* [Source material]

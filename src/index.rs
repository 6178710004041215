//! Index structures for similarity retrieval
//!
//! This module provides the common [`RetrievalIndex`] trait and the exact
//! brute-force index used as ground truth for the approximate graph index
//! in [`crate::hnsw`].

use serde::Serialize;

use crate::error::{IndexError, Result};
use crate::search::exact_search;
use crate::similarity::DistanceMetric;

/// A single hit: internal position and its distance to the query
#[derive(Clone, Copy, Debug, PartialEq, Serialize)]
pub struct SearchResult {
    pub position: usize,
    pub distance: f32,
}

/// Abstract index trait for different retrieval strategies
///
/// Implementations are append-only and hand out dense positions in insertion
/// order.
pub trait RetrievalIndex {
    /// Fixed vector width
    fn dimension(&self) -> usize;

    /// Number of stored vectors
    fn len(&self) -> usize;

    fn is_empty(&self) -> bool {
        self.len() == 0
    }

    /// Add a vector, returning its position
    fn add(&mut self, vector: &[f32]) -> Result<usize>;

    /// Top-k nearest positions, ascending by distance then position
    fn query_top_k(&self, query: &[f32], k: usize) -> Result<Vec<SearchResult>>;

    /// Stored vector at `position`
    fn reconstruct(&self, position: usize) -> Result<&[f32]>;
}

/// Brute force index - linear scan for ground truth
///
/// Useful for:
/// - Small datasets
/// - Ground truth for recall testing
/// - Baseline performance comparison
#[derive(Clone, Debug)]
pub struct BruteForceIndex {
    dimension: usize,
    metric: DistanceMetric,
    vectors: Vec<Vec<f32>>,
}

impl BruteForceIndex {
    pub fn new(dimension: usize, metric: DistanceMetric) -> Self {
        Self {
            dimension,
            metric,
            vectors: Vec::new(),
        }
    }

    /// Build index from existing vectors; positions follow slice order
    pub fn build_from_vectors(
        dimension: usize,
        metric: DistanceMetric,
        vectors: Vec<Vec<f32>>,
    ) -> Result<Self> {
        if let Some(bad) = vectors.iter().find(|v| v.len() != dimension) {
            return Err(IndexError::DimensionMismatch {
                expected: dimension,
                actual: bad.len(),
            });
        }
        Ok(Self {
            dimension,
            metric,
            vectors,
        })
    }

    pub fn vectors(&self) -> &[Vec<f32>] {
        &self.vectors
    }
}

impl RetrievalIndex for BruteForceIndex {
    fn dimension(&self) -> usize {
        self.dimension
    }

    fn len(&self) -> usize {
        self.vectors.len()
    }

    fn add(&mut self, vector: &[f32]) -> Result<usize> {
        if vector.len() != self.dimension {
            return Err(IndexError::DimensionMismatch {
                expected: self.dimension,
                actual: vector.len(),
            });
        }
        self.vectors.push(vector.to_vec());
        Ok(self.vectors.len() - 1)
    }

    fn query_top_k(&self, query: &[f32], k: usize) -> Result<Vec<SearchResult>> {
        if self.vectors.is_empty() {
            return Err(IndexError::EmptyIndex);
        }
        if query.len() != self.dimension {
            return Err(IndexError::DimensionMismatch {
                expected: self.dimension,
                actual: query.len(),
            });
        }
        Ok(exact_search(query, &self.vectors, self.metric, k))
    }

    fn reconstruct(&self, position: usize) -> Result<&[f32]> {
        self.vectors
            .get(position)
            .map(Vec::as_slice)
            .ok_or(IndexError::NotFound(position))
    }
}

* [Your goal]
Pull every line that holds the string "reconstruct" out of the records.

* [Solved exercise]
    fn reconstruct(&self, position: usize) -> Result<&[f32]>;
    fn reconstruct(&self, position: usize) -> Result<&[f32]> {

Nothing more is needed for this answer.